Dear Chris and whom it may concern at UCSC,
Thanks so much for your reply on Biostars—(see below Re: finding matching rs numbers)—
I am new to data matching and so would really appreciate further instruction—I’ve attached the data I have available,
Thanking-you in advance,
Kind regards,
Fleur Garton
Question: Find matching rs number for a list of gene/HGVS/cDNA data
HI! I would like to get an rs number using (any) of the following information that I have in a data spreadsheet Gene name (e.g. EXOSC3)/ HGVS cDNA (old nomenclature) (e.g. c.92G>C)/ HGVS protein (p.G31A for protein)/ cDNA_reference (e.g. NM_016042.2) I was thinking that this would be relatively straightforward - i.e. download similar data with rs number - then merge the files - but can't find this! Would be extremely grateful if anyone can help, Thanks so much, Fleur
Anwer: Find matching rs number for a list of gene/HGVS/cDNA data
You can use the UCSC Genome Browser to get this information, but the process depends on the specific HGVS terms you have.
The general idea is to split your list into two lists, one with just your different HGVS terms, and one with just your gene names. Then you can use a combination of the Table Browser and Data Integrator to get the rsID's (if any) corresponding to your gene names, and the Variant Annotation Integrator to get the rsID's (if any) corresponding to your HGVS terms.
We can provide more specific steps if you email this question along with some example data to our mailing list gen...@soe.ucsc.edu, that way our entire team will see the question and can help with a solution.
Thanks,
ChrisL from the UCSC Genome Browser
Fleur Garton, PhD
Institute for Molecular Bioscience | University of Queensland | St Lucia, QLD, Australia, 4072
E: f.ga...@uq.edu.au P: 0423 210 114
This email (including any attached files) is intended solely for the addressee. It may contain private or confidential information. If you are not the intended addressee, you must take no action based on it, nor show a copy to anyone. Kindly notify the sender by reply email. Opinions and information in this email which do not relate to the official business of The University of Queensland shall be understood as neither given nor endorsed by the University. CRICOS Provider Number 00025B.
Hi Fleur,
Thanks for sending your message to our list and sharing some example data. There are a couple problems with the format of your HGVS terms. Firstly, it appears that your HGVS terms are gene specific rather than transcript specific, which presents a problem, as something like "c.127G>A" can indicate different coordinates depending on which transcript of the ACADM gene you are referring to. Secondly, a term like ABCC8:c.3989-9G>A(3992-9G>A), even if formatted into a transcript specific term like NM_000352:c.3989-9G>A(3992-9G>A), is not valid HGVS because of the "(3992-9G>A)" at the end.

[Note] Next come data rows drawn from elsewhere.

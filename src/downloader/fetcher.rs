// HTTP stream fetcher
//
// Streams a descriptor's bytes into `<stem>.<ext>.part` inside the run's
// scratch directory, then renames to `<stem>.<ext>`. Any failure, including
// the overall timeout, removes the partial file before returning.

use async_trait::async_trait;
use futures::StreamExt;
use std::path::{Path, PathBuf};
use std::time::Duration;
use tokio::io::AsyncWriteExt;

use super::config::PipelineConfig;
use super::errors::TransportError;
use super::models::{DownloadProgress, DownloadedArtifact, PipelineStage, StreamDescriptor};
use super::traits::{ProgressSink, StreamFetcher};

/// Report progress at most every this many percent
const PROGRESS_STEP: f32 = 5.0;

pub struct HttpFetcher {
    client: reqwest::Client,
    timeout: Duration,
}

impl HttpFetcher {
    pub fn new(config: &PipelineConfig) -> Result<Self, TransportError> {
        let mut builder = reqwest::Client::builder()
            .user_agent(config.user_agent.clone())
            .connect_timeout(Duration::from_secs(30));

        if let Some(proxy_url) = config.proxy.as_deref() {
            builder = builder.proxy(reqwest::Proxy::all(proxy_url)?);
        }

        Ok(Self {
            client: builder.build()?,
            timeout: config.fetch_timeout,
        })
    }

    async fn download_to(
        &self,
        descriptor: &StreamDescriptor,
        part: &Path,
        progress: &dyn ProgressSink,
    ) -> Result<u64, TransportError> {
        let response = self.client.get(&descriptor.url).send().await?;

        let status = response.status();
        if !status.is_success() {
            return Err(TransportError::Status {
                status: status.as_u16(),
                format_id: descriptor.format_id.clone(),
            });
        }

        let total_size = response.content_length().or(descriptor.filesize).unwrap_or(0);
        let mut file = tokio::fs::File::create(part).await?;
        let mut stream = response.bytes_stream();
        let mut downloaded: u64 = 0;
        let mut last_reported: f32 = -PROGRESS_STEP;

        while let Some(chunk) = stream.next().await {
            let chunk = chunk?;
            file.write_all(&chunk).await?;
            downloaded += chunk.len() as u64;

            if total_size > 0 {
                let percent = (downloaded as f32 * 100.0 / total_size as f32).min(100.0);
                if percent - last_reported >= PROGRESS_STEP {
                    last_reported = percent;
                    progress.emit(DownloadProgress {
                        stage: PipelineStage::Fetching,
                        percent,
                        status: format!(
                            "{} {}: {}MB / {}MB",
                            descriptor.role,
                            descriptor.format_id,
                            downloaded / (1024 * 1024),
                            total_size / (1024 * 1024)
                        ),
                    });
                }
            }
        }

        file.flush().await?;
        file.sync_all().await?;
        Ok(downloaded)
    }
}

#[async_trait]
impl StreamFetcher for HttpFetcher {
    async fn fetch(
        &self,
        descriptor: &StreamDescriptor,
        destination_dir: &Path,
        stem: &str,
        progress: &dyn ProgressSink,
    ) -> Result<DownloadedArtifact, TransportError> {
        let (target, part) = artifact_paths(descriptor, destination_dir, stem);

        if tokio::fs::try_exists(&target).await? {
            return Err(TransportError::AlreadyExists(target));
        }

        tracing::info!(
            format_id = %descriptor.format_id,
            role = %descriptor.role,
            path = %target.display(),
            "fetching stream"
        );

        let result = match tokio::time::timeout(
            self.timeout,
            self.download_to(descriptor, &part, progress),
        )
        .await
        {
            Ok(inner) => inner,
            Err(_) => Err(TransportError::Timeout(self.timeout.as_secs())),
        };

        let size = match result {
            Ok(size) => size,
            Err(e) => {
                let _ = tokio::fs::remove_file(&part).await;
                tracing::warn!(format_id = %descriptor.format_id, "fetch failed: {}", e);
                return Err(e);
            }
        };

        if let Err(e) = tokio::fs::rename(&part, &target).await {
            let _ = tokio::fs::remove_file(&part).await;
            return Err(e.into());
        }

        tracing::info!(format_id = %descriptor.format_id, bytes = size, "stream fetched");
        Ok(DownloadedArtifact {
            path: target,
            size,
            mime_type: descriptor.mime_type.clone(),
            role: descriptor.role,
        })
    }
}

/// Final and partial paths for a descriptor's download
pub fn artifact_paths(
    descriptor: &StreamDescriptor,
    destination_dir: &Path,
    stem: &str,
) -> (PathBuf, PathBuf) {
    let file_name = format!("{}.{}", stem, descriptor.file_extension());
    let target = destination_dir.join(&file_name);
    let part = destination_dir.join(format!("{}.part", file_name));
    (target, part)
}

#[cfg(test)]
mod tests {
    use super::*;
    use crate::downloader::models::{Resolution, StreamRole};
    use crate::downloader::traits::NoProgress;
    use std::sync::Mutex;
    use tokio::io::AsyncReadExt;
    use tokio::net::TcpListener;

    #[derive(Default)]
    struct RecordingProgress {
        percents: Mutex<Vec<f32>>,
    }

    impl ProgressSink for RecordingProgress {
        fn emit(&self, progress: DownloadProgress) {
            self.percents.lock().unwrap().push(progress.percent);
        }
    }

    /// Serve one raw HTTP response; with `stall` the connection stays open after writing it
    async fn serve_once(response: Vec<u8>, stall: bool) -> String {
        let listener = TcpListener::bind("127.0.0.1:0").await.unwrap();
        let addr = listener.local_addr().unwrap();

        tokio::spawn(async move {
            let (mut socket, _) = listener.accept().await.unwrap();
            let mut request = [0u8; 4096];
            let _ = socket.read(&mut request).await;
            socket.write_all(&response).await.unwrap();
            socket.flush().await.unwrap();
            if stall {
                tokio::time::sleep(Duration::from_secs(60)).await;
            }
        });

        format!("http://{}/videoplayback", addr)
    }

    fn http_response(status: &str, content_length: usize, body: &[u8]) -> Vec<u8> {
        let mut response = format!(
            "HTTP/1.1 {}\r\nContent-Type: application/octet-stream\r\nContent-Length: {}\r\nConnection: close\r\n\r\n",
            status, content_length
        )
        .into_bytes();
        response.extend_from_slice(body);
        response
    }

    fn descriptor(url: &str) -> StreamDescriptor {
        StreamDescriptor {
            format_id: "137".to_string(),
            resolution: Some(Resolution(1080)),
            mime_type: Some("video/webm; codecs=\"vp9\"".to_string()),
            role: StreamRole::VideoOnly,
            abr_kbps: None,
            filesize: None,
            url: url.to_string(),
        }
    }

    #[test]
    fn paths_use_mime_extension() {
        let (target, part) = artifact_paths(&descriptor("http://x"), Path::new("/scratch"), "v");
        assert_eq!(target, PathBuf::from("/scratch/v.webm"));
        assert_eq!(part, PathBuf::from("/scratch/v.webm.part"));
    }

    #[tokio::test]
    async fn refuses_to_overwrite_existing_artifact() {
        let dir = tempfile::tempdir().unwrap();
        std::fs::write(dir.path().join("v.webm"), b"complete").unwrap();

        let fetcher = HttpFetcher::new(&PipelineConfig::default()).unwrap();
        let err = fetcher
            .fetch(&descriptor("http://127.0.0.1:9/none"), dir.path(), "v", &NoProgress)
            .await
            .unwrap_err();

        assert!(matches!(err, TransportError::AlreadyExists(_)));
        assert_eq!(std::fs::read(dir.path().join("v.webm")).unwrap(), b"complete");
    }

    #[tokio::test]
    async fn transport_failure_leaves_no_file() {
        let dir = tempfile::tempdir().unwrap();
        let config = PipelineConfig::default().with_fetch_timeout(Duration::from_secs(5));
        let fetcher = HttpFetcher::new(&config).unwrap();

        // Port 9 (discard) is not listening on test machines.
        let result = fetcher
            .fetch(&descriptor("http://127.0.0.1:9/stream"), dir.path(), "v", &NoProgress)
            .await;

        assert!(result.is_err());
        assert_eq!(std::fs::read_dir(dir.path()).unwrap().count(), 0);
    }

    #[tokio::test]
    async fn streams_body_into_final_file() {
        let dir = tempfile::tempdir().unwrap();
        let url = serve_once(http_response("200 OK", 10, b"0123456789"), false).await;
        let mut stream = descriptor(&url);
        stream.mime_type = Some("video/mp4; codecs=\"avc1.640028\"".to_string());

        let progress = RecordingProgress::default();
        let fetcher = HttpFetcher::new(&PipelineConfig::default()).unwrap();
        let artifact = fetcher.fetch(&stream, dir.path(), "v", &progress).await.unwrap();

        assert_eq!(artifact.path, dir.path().join("v.mp4"));
        assert_eq!(artifact.size, 10);
        assert_eq!(artifact.extension(), "mp4");
        assert_eq!(artifact.role, StreamRole::VideoOnly);
        assert_eq!(std::fs::read(&artifact.path).unwrap(), b"0123456789");
        assert!(!dir.path().join("v.mp4.part").exists());

        let percents = progress.percents.lock().unwrap();
        assert_eq!(percents.last().copied(), Some(100.0));
    }

    #[tokio::test]
    async fn error_status_is_reported_and_leaves_no_file() {
        let dir = tempfile::tempdir().unwrap();
        let url = serve_once(http_response("403 Forbidden", 0, b""), false).await;

        let fetcher = HttpFetcher::new(&PipelineConfig::default()).unwrap();
        let err = fetcher
            .fetch(&descriptor(&url), dir.path(), "v", &NoProgress)
            .await
            .unwrap_err();

        assert!(matches!(err, TransportError::Status { status: 403, .. }));
        assert_eq!(std::fs::read_dir(dir.path()).unwrap().count(), 0);
    }

    #[tokio::test]
    async fn stalled_body_times_out_and_leaves_no_file() {
        let dir = tempfile::tempdir().unwrap();
        // headers promise 100 bytes, only 10 ever arrive
        let url = serve_once(http_response("200 OK", 100, b"0123456789"), true).await;

        let config = PipelineConfig::default().with_fetch_timeout(Duration::from_secs(1));
        let fetcher = HttpFetcher::new(&config).unwrap();
        let err = fetcher
            .fetch(&descriptor(&url), dir.path(), "v", &NoProgress)
            .await
            .unwrap_err();

        assert!(matches!(err, TransportError::Timeout(1)));
        assert_eq!(std::fs::read_dir(dir.path()).unwrap().count(), 0);
    }
}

Thus you will need to first clean up your list of HGVS terms before using the Variant Annotation Integrator (http://genome.ucsc.edu/cgi-bin/hgVai)
in order to find the associated rsID's for your terms. To start, here
is an example command to clean up HGVS terms like the one above
(NM_000352:c.3989-9G>A(3992-9G>A)):sed -re 's/\([^)]+\)$//;'
Secondly, you will need to convert your gene names into transcript
ID's so they can be used in the VAI. You can find the accession's
associated with your genes with the Table Browser:
1. Navigate to the Table Browser: http://genome.ucsc.edu/cgi-bin/hgTables, or Tools->Table Browser from the top blue menu bar.
2. Choose your assembly of interest (either hg19 or hg38)
3. Make the following selections from the "group", "track", and "table" dropdowns:
- Genes and Gene Predictions
- If you are working with hg19 data, choose the RefSeq Genes track and the refGene table
- If you are working with hg38 data, choose the NCBI RefSeq track, and the RefSeq Curated (ncbiRefSeqCurated) table
4.
Next to "identifiers", click "paste list", and copy and paste only the
gene names (the gene column from Gene_HGVS_GARTON.xlsx) you are
interested in into the box. Alternatively, if you have a file of only
gene names, you can upload the list with the "upload list" button.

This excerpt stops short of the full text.